ユダヤ人は、他の人と何の違いもありません。それにも関わらずユダヤ人が差別されるのは、ユダヤ人擁護主義者の態度そのものにあることに気づきます。彼らは、白人クリスチャンを上位においた上で、自分は反ユダヤ主義者ではないと言い、そういう人が「いい人」と呼ばれますが、フィルはそのような人たちこそが差別の根源だと考えるようになります。そのことをはっきり知ったのは、息子が差別された時でした。ユダヤ人擁護主義者たちは、「可愛そうに」と慰めてくれますが、決して差別した人々に抗議したりはしません。そんなことをしたら、自分が所属するコミュニティーから排除されてしまうからです。そしてそのコミュニティーとは、白人クリスチャンのコミュニティーであり、自分がそのコミュニティーの一員であることに誇りを感じているのであり、これこそが差別の根源なのです。
フィルは、苦悶の末に、雑誌の連載原稿を書き始めます。タイトルは、「私は8週間ユダヤ人だった」です。この記事は大反響を呼び起こし、記事としては大成功だったわけですが、フィルはたたった8週間の経験で、深く傷つきました。

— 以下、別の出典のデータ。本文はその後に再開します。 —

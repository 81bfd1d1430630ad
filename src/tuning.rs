//! Gameplay tuning
//!
//! Every constant that shapes how the level plays lives here so it can be
//! overridden from a JSON file without rebuilding. Defaults are the level 1
//! balance.

use std::path::Path;

use serde::{Deserialize, Serialize};
use thiserror::Error;

use crate::consts::SIM_DT;

/// Errors raised while loading a tuning file
#[derive(Debug, Error)]
pub enum TuningError {
    #[error("failed to read tuning file {path}: {source}")]
    Io {
        path: String,
        #[source]
        source: std::io::Error,
    },
    #[error("failed to parse tuning: {0}")]
    Parse(#[from] serde_json::Error),
    #[error("invalid tuning value `{field}`: {reason}")]
    Invalid { field: &'static str, reason: String },
}

/// Physical parameters of one entity archetype
#[derive(Debug, Clone, Copy, PartialEq, Serialize, Deserialize)]
pub struct BodyTuning {
    /// Horizontal speed (world units/s)
    pub speed: f32,
    /// Upward speed set by a jump
    pub jump_power: f32,
    /// Vertical acceleration (negative is down)
    pub gravity: f32,
    /// Collision box width
    pub width: f32,
    /// Collision box height
    pub height: f32,
    /// Render scale
    pub scale: f32,
}

impl BodyTuning {
    const fn new(speed: f32, jump_power: f32, gravity: f32, width: f32, height: f32) -> Self {
        Self {
            speed,
            jump_power,
            gravity,
            width,
            height,
            scale: 1.0,
        }
    }

    const fn with_scale(mut self, scale: f32) -> Self {
        self.scale = scale;
        self
    }
}

/// Data-driven gameplay constants
#[derive(Debug, Clone, PartialEq, Serialize, Deserialize)]
#[serde(default)]
pub struct Tuning {
    /// Fixed simulation step in seconds
    pub fixed_timestep: f32,
    /// World size of one tile
    pub tile_size: f32,

    pub player: BodyTuning,
    pub guard: BodyTuning,
    pub shooter: BodyTuning,
    pub stalker: BodyTuning,
    pub bullet: BodyTuning,

    /// Player must fall faster than this to stomp
    pub stomp_threshold: f32,
    /// Upward velocity given to the player after a stomp
    pub stomp_bounce: f32,

    /// Horizontal distance at which a shooter notices the player
    pub shooter_range: f32,
    /// Seconds between shots while attacking
    pub shooter_cooldown: f32,
    /// Horizontal distance a bullet may travel from its launch point
    pub bullet_range: f32,

    /// Stalker stops chasing inside this horizontal distance
    pub stalker_dead_zone: f32,
    /// How far ahead of its leading edge a stalker looks for steps/ledges
    pub stalker_lookahead: f32,

    /// Entities below the map bottom minus this margin are removed
    pub fall_death_margin: f32,
    /// Maximum downward speed
    pub terminal_velocity: f32,
}

impl Default for Tuning {
    fn default() -> Self {
        Self {
            fixed_timestep: SIM_DT,
            tile_size: 1.0,

            player: BodyTuning::new(2.25, 3.5, -4.905, 0.35, 0.35),
            guard: BodyTuning::new(2.5, 1.0, -4.91, 0.5, 0.5),
            shooter: BodyTuning::new(2.5, 0.0, 0.0, 0.55, 0.55).with_scale(0.55),
            // Jump power 1.0 cannot clear a single tile step
            stalker: BodyTuning::new(2.5, 3.5, -4.91, 0.75, 0.75),
            bullet: BodyTuning::new(3.0, 0.0, 0.0, 0.15, 0.15).with_scale(0.55),

            stomp_threshold: 1.0,
            stomp_bounce: 1.5,

            shooter_range: 4.0,
            shooter_cooldown: 1.0,
            bullet_range: 6.0,

            stalker_dead_zone: 0.1,
            stalker_lookahead: 0.05,

            fall_death_margin: 2.0,
            terminal_velocity: 10.0,
        }
    }
}

impl Tuning {
    /// Parse and validate a JSON tuning document. Missing fields keep defaults.
    pub fn from_json_str(json: &str) -> Result<Self, TuningError> {
        let tuning: Tuning = serde_json::from_str(json)?;
        tuning.validate()?;
        Ok(tuning)
    }

    /// Load and validate a JSON tuning file
    pub fn load(path: impl AsRef<Path>) -> Result<Self, TuningError> {
        let path = path.as_ref();
        let json = std::fs::read_to_string(path).map_err(|source| TuningError::Io {
            path: path.display().to_string(),
            source,
        })?;
        let tuning = Self::from_json_str(&json)?;
        log::info!("Loaded tuning from {}", path.display());
        Ok(tuning)
    }

    /// Serialize to pretty JSON (handy for dumping the defaults)
    pub fn to_json_string(&self) -> Result<String, TuningError> {
        Ok(serde_json::to_string_pretty(self)?)
    }

    /// Reject values that would break the simulation
    pub fn validate(&self) -> Result<(), TuningError> {
        positive("fixed_timestep", self.fixed_timestep)?;
        positive("tile_size", self.tile_size)?;
        positive("terminal_velocity", self.terminal_velocity)?;
        positive("shooter_cooldown", self.shooter_cooldown)?;
        positive("stomp_bounce", self.stomp_bounce)?;
        non_negative("stomp_threshold", self.stomp_threshold)?;
        non_negative("stalker_dead_zone", self.stalker_dead_zone)?;

        for (field, body) in self.bodies() {
            positive(field, body.width)?;
            positive(field, body.height)?;
            if !body.speed.is_finite() || !body.gravity.is_finite() || !body.jump_power.is_finite()
            {
                return Err(TuningError::Invalid {
                    field,
                    reason: "body parameters must be finite".to_string(),
                });
            }
        }

        // A single tick must never move an entity further than one tile
        self.within_one_tile("terminal_velocity", self.terminal_velocity)?;
        self.within_one_tile("stomp_bounce", self.stomp_bounce)?;
        for (field, body) in self.bodies() {
            self.within_one_tile(field, body.speed)?;
            self.within_one_tile(field, body.jump_power)?;
            if body.gravity > 0.0 {
                return Err(TuningError::Invalid {
                    field,
                    reason: format!("gravity must pull down, got {}", body.gravity),
                });
            }
        }
        Ok(())
    }

    fn bodies(&self) -> [(&'static str, &BodyTuning); 5] {
        [
            ("player", &self.player),
            ("guard", &self.guard),
            ("shooter", &self.shooter),
            ("stalker", &self.stalker),
            ("bullet", &self.bullet),
        ]
    }

    /// Reject a speed whose single-tick displacement reaches a whole tile
    fn within_one_tile(&self, field: &'static str, speed: f32) -> Result<(), TuningError> {
        let per_tick = speed.abs() * self.fixed_timestep;
        if per_tick >= self.tile_size {
            return Err(TuningError::Invalid {
                field,
                reason: format!("{per_tick} per tick exceeds tile size {}", self.tile_size),
            });
        }
        Ok(())
    }
}

fn positive(field: &'static str, value: f32) -> Result<(), TuningError> {
    if value.is_finite() && value > 0.0 {
        Ok(())
    } else {
        Err(TuningError::Invalid {
            field,
            reason: format!("expected a positive finite number, got {value}"),
        })
    }
}

fn non_negative(field: &'static str, value: f32) -> Result<(), TuningError> {
    if value.is_finite() && value >= 0.0 {
        Ok(())
    } else {
        Err(TuningError::Invalid {
            field,
            reason: format!("expected a non-negative finite number, got {value}"),
        })
    }
}

#[cfg(test)]
mod tests {
    use super::*;

    #[test]
    fn test_defaults_are_valid() {
        Tuning::default().validate().unwrap();
    }

    #[test]
    fn test_partial_json_keeps_defaults() {
        let tuning = Tuning::from_json_str(r#"{ "shooter_range": 2.5 }"#).unwrap();
        assert_eq!(tuning.shooter_range, 2.5);
        assert_eq!(tuning.player, Tuning::default().player);
    }

    #[test]
    fn test_json_roundtrip_of_defaults() {
        let json = Tuning::default().to_json_string().unwrap();
        assert_eq!(Tuning::from_json_str(&json).unwrap(), Tuning::default());
    }

    #[test]
    fn test_rejects_bad_timestep() {
        let err = Tuning::from_json_str(r#"{ "fixed_timestep": 0.0 }"#).unwrap_err();
        assert!(matches!(err, TuningError::Invalid { field: "fixed_timestep", .. }));
    }

    #[test]
    fn test_rejects_tunneling_speed() {
        let err = Tuning::from_json_str(r#"{ "terminal_velocity": 1000.0 }"#).unwrap_err();
        assert!(matches!(err, TuningError::Invalid { field: "terminal_velocity", .. }));
    }

    #[test]
    fn test_rejects_tunneling_walk_speed() {
        let mut tuning = Tuning::default();
        tuning.player.speed = 90.0;
        let err = tuning.validate().unwrap_err();
        assert!(matches!(err, TuningError::Invalid { field: "player", .. }));

        let mut tuning = Tuning::default();
        tuning.bullet.speed = -75.0;
        let err = tuning.validate().unwrap_err();
        assert!(matches!(err, TuningError::Invalid { field: "bullet", .. }));
    }

    #[test]
    fn test_rejects_tunneling_jump() {
        let mut tuning = Tuning::default();
        tuning.stalker.jump_power = 90.0;
        let err = tuning.validate().unwrap_err();
        assert!(matches!(err, TuningError::Invalid { field: "stalker", .. }));

        let err = Tuning::from_json_str(r#"{ "stomp_bounce": 80.0 }"#).unwrap_err();
        assert!(matches!(err, TuningError::Invalid { field: "stomp_bounce", .. }));
    }

    #[test]
    fn test_rejects_upward_gravity() {
        let mut tuning = Tuning::default();
        tuning.guard.gravity = 4.9;
        let err = tuning.validate().unwrap_err();
        assert!(matches!(err, TuningError::Invalid { field: "guard", .. }));
    }

    #[test]
    fn test_speed_just_under_a_tile_per_tick_is_accepted() {
        let mut tuning = Tuning::default();
        tuning.player.speed = 0.99 / tuning.fixed_timestep;
        tuning.validate().unwrap();
    }

    #[test]
    fn test_rejects_malformed_json() {
        assert!(matches!(
            Tuning::from_json_str("{ not json"),
            Err(TuningError::Parse(_))
        ));
    }

    #[test]
    fn test_missing_file() {
        let err = Tuning::load("/definitely/not/here.json").unwrap_err();
        assert!(matches!(err, TuningError::Io { .. }));
    }
}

私にとっても、この映画は衝撃的でした。この映画は、アメリカでの公開より40年後の1987年に日本でも公開されましたが、その時のキャッチ・コピーは、「いま、答えてほしい! あなたも“紳士協定”に組する人なのか-」というもので、これに対して私は「否」とは言い切れません。


付録 愛の勝利を


2009年制作のイタリア・フランス合作映画で、サブタイトルにあるように、イタリアの独裁者ムッソリーニを愛した女性の、激しい生き方を描いた映画です。その女性の名はイーダ ・ダルセルで、実在した人物だそうです。
 ムッソリーニは、ヒトラーとは異なり、相当教養のある人物で、さまざまな思想を組み合わせ、独自の国家社会主義の思想を生み出し、それを実践した最初の人物です。もともと彼は社会主義者で、二人が出会った1907年頃は社会党の幹部として活躍していました。しかし、彼は国家社会主義に向かっていき、ばらばらに対立する民衆を一つの方向に向かわせるには、戦争に参加することが最も効果的だと考えました。1914年に第一次世界大戦が始まると、彼は社会党に反対して参戦を主張したため、社会党を除名されます。ムッソリーニにとって最も苦しい時期でしたが、彼女は全財産を売却してムッソリーニに提供し、ムッソリーニにすべてを捧げます。そしてムッソリーニの子を産みます。
 ムッソリーニは戦争に行き英雄として帰り、やがてファシスタ党を結成して、独裁者への道を歩み始めますが、その過程で彼女は、すでに彼に正妻と子供がいることを知ります。彼女は自分が正妻であることを訴えますが、スキャンダルを恐れたムッソリーニは、彼女を精神病院に幽閉します。それでも彼女は何度も脱走を試み、ムッソリーニに合おうとしますかぜ、無視され続けます。ムッソリーニにとっては、イーダは、正妻も含めて多数いる女性の一人だったかもしれませんが、彼女にとってムッソリーニは全身全霊を込めて愛した男性だったのでしょう。結局彼女は、1937年に死亡し、息子も1942年に精神病院で死亡、ムッソリーニは翌年失脚して、2年後に処刑されます。
 ファシズムは、混迷を深めている時代に、人々を一つの方向に向かせて結束させるのには効果がありますが、個人を犠牲にするという特色があります。多くの人々が、プロパガンダで熱狂している時に、多くの「個」が押しつぶされている、という現実があります。イーダは、巨大な全体に対して激しく戦った「個」であった、と言えるかもしれません。